§ Directions
Starting at the first line of the data below, repeat each line word for word up to and including the line with "if prune_interval_secs == 0".

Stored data
========================

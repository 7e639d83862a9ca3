use std::path::{Path, PathBuf};

use anyhow::{Context, Result, bail};
use chrono::Duration;

use chirpy_api::tokens::TokenLifetimes;

/// Placeholder JWT secrets that MUST NOT be used.
const PLACEHOLDER_SECRETS: &[&str] = &["change-me-to-a-random-string", "dev-secret-change-me"];

/// Upper bound for either token lifetime: 100 years.
const MAX_TTL_SECS: i64 = 100 * 365 * 24 * 60 * 60;

#[derive(Debug, Clone)]
pub struct Config {
    pub jwt_secret: String,
    pub polka_key: String,
    pub db_path: PathBuf,
    pub host: String,
    pub port: u16,
    pub static_dir: PathBuf,
    pub token_lifetimes: TokenLifetimes,
    pub prune_interval_secs: u64,
    pub reset_db: bool,
}

impl Config {
    pub fn from_env() -> Result<Self> {
        Self::from_lookup(|key| std::env::var(key).ok())
    }

    pub fn from_lookup<F>(lookup: F) -> Result<Self>
    where
        F: Fn(&str) -> Option<String>,
    {
        let jwt_secret = lookup("CHIRPY_JWT_SECRET").unwrap_or_default();
        if jwt_secret.is_empty() || PLACEHOLDER_SECRETS.contains(&jwt_secret.as_str()) {
            bail!("CHIRPY_JWT_SECRET is unset or still a placeholder");
        }

        let polka_key = lookup("CHIRPY_POLKA_KEY").unwrap_or_default();
        if polka_key.is_empty() {
            bail!("CHIRPY_POLKA_KEY is unset");
        }

        let port = parse_or(&lookup, "CHIRPY_PORT", 8080)?;
        let access_secs: i64 = parse_or(&lookup, "CHIRPY_ACCESS_TTL_SECS", 60 * 60)?;
        let refresh_secs: i64 = parse_or(&lookup, "CHIRPY_REFRESH_TTL_SECS", 60 * 24 * 60 * 60)?;
        if access_secs <= 0 || refresh_secs <= access_secs || refresh_secs > MAX_TTL_SECS {
            bail!("token lifetimes must satisfy 0 < access < refresh <= {}s", MAX_TTL_SECS);
        }
        let (Some(access), Some(refresh)) =
            (Duration::try_seconds(access_secs), Duration::try_seconds(refresh_secs))
        else {
            bail!("token lifetimes out of range");
        };

        let prune_interval_secs = parse_or(&lookup, "CHIRPY_PRUNE_INTERVAL_SECS", 60 * 60)?;
        if prune_interval_secs == 0 {
            bail!("CHIRPY_PRUNE_INTERVAL_SECS must be positive");
        }

        let db_path: PathBuf = lookup("CHIRPY_DB_PATH")
            .unwrap_or_else(|| "database.json".into())
            .into();
        let static_dir: PathBuf = lookup("CHIRPY_STATIC_DIR")
            .unwrap_or_else(|| "public".into())
            .into();
        if is_within(&db_path, &static_dir) {
            bail!(
                "CHIRPY_DB_PATH {} is inside CHIRPY_STATIC_DIR {} and would be served publicly",
                db_path.display(),
                static_dir.display()
            );
        }

        Ok(Self {
            jwt_secret,
            polka_key,
            db_path,
            host: lookup("CHIRPY_HOST").unwrap_or_else(|| "localhost".into()),
            port,
            static_dir,
            token_lifetimes: TokenLifetimes { access, refresh },
            prune_interval_secs,
            reset_db: lookup("CHIRPY_RESET_DB").is_some_and(|v| v == "true" || v == "1"),
        })
    }
}

fn parse_or<F, T>(lookup: &F, key: &str, default: T) -> Result<T>
where
    F: Fn(&str) -> Option<String>,
    T: std::str::FromStr,
    T::Err: std::error::Error + Send + Sync + 'static,
{
    match lookup(key) {
        Some(raw) => raw.parse().with_context(|| format!("invalid {}: {:?}", key, raw)),
        None => Ok(default),
    }
}

/// Whether `file` would resolve to a path under `dir`. Symlinks are
/// followed for whichever parts exist on disk.
fn is_within(file: &Path, dir: &Path) -> bool {
    let parent = match file.parent() {
        Some(parent) if !parent.as_os_str().is_empty() => parent,
        _ => Path::new("."),
    };
    let file = match file.file_name() {
        Some(name) => resolve(parent).join(name),
        None => resolve(file),
    };
    file.starts_with(resolve(dir))
}

fn resolve(path: &Path) -> PathBuf {
    path.canonicalize()
        .or_else(|_| std::path::absolute(path))
        .unwrap_or_else(|_| path.to_path_buf())
}

#[cfg(test)]
mod tests {
    use std::collections::HashMap;

    use super::*;

    fn config(vars: &[(&str, &str)]) -> Result<Config> {
        let vars: HashMap<String, String> = vars
            .iter()
            .map(|(k, v)| (k.to_string(), v.to_string()))
            .collect();
        Config::from_lookup(|key| vars.get(key).cloned())
    }

    const REQUIRED: [(&str, &str); 2] = [
        ("CHIRPY_JWT_SECRET", "a-real-secret"),
        ("CHIRPY_POLKA_KEY", "polka"),
    ];

    #[test]
    fn defaults_apply() {
        let cfg = config(&REQUIRED).unwrap();
        assert_eq!(cfg.port, 8080);
        assert_eq!(cfg.host, "localhost");
        assert_eq!(cfg.db_path, PathBuf::from("database.json"));
        assert_eq!(cfg.static_dir, PathBuf::from("public"));
        assert_eq!(cfg.token_lifetimes.access, Duration::hours(1));
        assert_eq!(cfg.token_lifetimes.refresh, Duration::days(60));
        assert!(!cfg.reset_db);
    }

    #[test]
    fn placeholder_secret_rejected() {
        let err = config(&[
            ("CHIRPY_JWT_SECRET", "dev-secret-change-me"),
            ("CHIRPY_POLKA_KEY", "polka"),
        ]);
        assert!(err.is_err());
        assert!(config(&[("CHIRPY_POLKA_KEY", "polka")]).is_err());
    }

    #[test]
    fn missing_polka_key_rejected() {
        assert!(config(&[("CHIRPY_JWT_SECRET", "a-real-secret")]).is_err());
    }

    #[test]
    fn overrides_are_parsed() {
        let mut vars = REQUIRED.to_vec();
        vars.extend([
            ("CHIRPY_PORT", "9000"),
            ("CHIRPY_ACCESS_TTL_SECS", "600"),
            ("CHIRPY_RESET_DB", "true"),
        ]);
        let cfg = config(&vars).unwrap();
        assert_eq!(cfg.port, 9000);
        assert_eq!(cfg.token_lifetimes.access, Duration::minutes(10));
        assert!(cfg.reset_db);
    }

    #[test]
    fn bad_numbers_rejected() {
        let mut vars = REQUIRED.to_vec();
        vars.push(("CHIRPY_PORT", "eighty"));
        assert!(config(&vars).is_err());

        let mut vars = REQUIRED.to_vec();
        vars.push(("CHIRPY_ACCESS_TTL_SECS", "0"));
        assert!(config(&vars).is_err());
    }

    #[test]
    fn huge_ttls_rejected_without_panicking() {
        let mut vars = REQUIRED.to_vec();
        vars.push(("CHIRPY_REFRESH_TTL_SECS", "9223372036854775807"));
        assert!(config(&vars).is_err());

        let mut vars = REQUIRED.to_vec();
        vars.push(("CHIRPY_REFRESH_TTL_SECS", "3153600001"));
        assert!(config(&vars).is_err());
    }

    #[test]
    fn database_inside_static_dir_rejected() {
        let mut vars = REQUIRED.to_vec();
        vars.push(("CHIRPY_STATIC_DIR", "."));
        assert!(config(&vars).is_err());

        let mut vars = REQUIRED.to_vec();
        vars.extend([
            ("CHIRPY_STATIC_DIR", "/srv/chirpy/public"),
            ("CHIRPY_DB_PATH", "/srv/chirpy/public/./data/database.json"),
        ]);
        assert!(config(&vars).is_err());

        let mut vars = REQUIRED.to_vec();
        vars.extend([
            ("CHIRPY_STATIC_DIR", "/srv/chirpy/public"),
            ("CHIRPY_DB_PATH", "/srv/chirpy/database.json"),
        ]);
        assert!(config(&vars).is_ok());
    }

    #[cfg(unix)]
    #[test]
    fn symlinked_static_dir_is_resolved() {
        let dir = tempfile::TempDir::new().unwrap();
        let data = dir.path().join("data");
        std::fs::create_dir(&data).unwrap();
        let link = dir.path().join("site");
        std::os::unix::fs::symlink(&data, &link).unwrap();

        assert!(is_within(&data.join("database.json"), &link));
        assert!(!is_within(&dir.path().join("database.json"), &link));
    }
}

========================

§ Exercise solution
repository 7e639d83862a9ca3
use std::path::{Path, PathBuf};

use anyhow::{Context, Result, bail};
use chrono::Duration;

use chirpy_api::tokens::TokenLifetimes;

/// Placeholder JWT secrets that MUST NOT be used.
const PLACEHOLDER_SECRETS: &[&str] = &["change-me-to-a-random-string", "dev-secret-change-me"];

/// Upper bound for either token lifetime: 100 years.
const MAX_TTL_SECS: i64 = 100 * 365 * 24 * 60 * 60;

#[derive(Debug, Clone)]
pub struct Config {
    pub jwt_secret: String,
    pub polka_key: String,
    pub db_path: PathBuf,
    pub host: String,
    pub port: u16,
    pub static_dir: PathBuf,
    pub token_lifetimes: TokenLifetimes,
    pub prune_interval_secs: u64,
    pub reset_db: bool,
}

impl Config {
    pub fn from_env() -> Result<Self> {
        Self::from_lookup(|key| std::env::var(key).ok())
    }

    pub fn from_lookup<F>(lookup: F) -> Result<Self>
    where
        F: Fn(&str) -> Option<String>,
    {
        let jwt_secret = lookup("CHIRPY_JWT_SECRET").unwrap_or_default();
        if jwt_secret.is_empty() || PLACEHOLDER_SECRETS.contains(&jwt_secret.as_str()) {
            bail!("CHIRPY_JWT_SECRET is unset or still a placeholder");
        }

        let polka_key = lookup("CHIRPY_POLKA_KEY").unwrap_or_default();
        if polka_key.is_empty() {
            bail!("CHIRPY_POLKA_KEY is unset");
        }

        let port = parse_or(&lookup, "CHIRPY_PORT", 8080)?;
        let access_secs: i64 = parse_or(&lookup, "CHIRPY_ACCESS_TTL_SECS", 60 * 60)?;
        let refresh_secs: i64 = parse_or(&lookup, "CHIRPY_REFRESH_TTL_SECS", 60 * 24 * 60 * 60)?;
        if access_secs <= 0 || refresh_secs <= access_secs || refresh_secs > MAX_TTL_SECS {
            bail!("token lifetimes must satisfy 0 < access < refresh <= {}s", MAX_TTL_SECS);
        }
        let (Some(access), Some(refresh)) =
            (Duration::try_seconds(access_secs), Duration::try_seconds(refresh_secs))
        else {
            bail!("token lifetimes out of range");
        };

        let prune_interval_secs = parse_or(&lookup, "CHIRPY_PRUNE_INTERVAL_SECS", 60 * 60)?;
        if prune_interval_secs == 0 {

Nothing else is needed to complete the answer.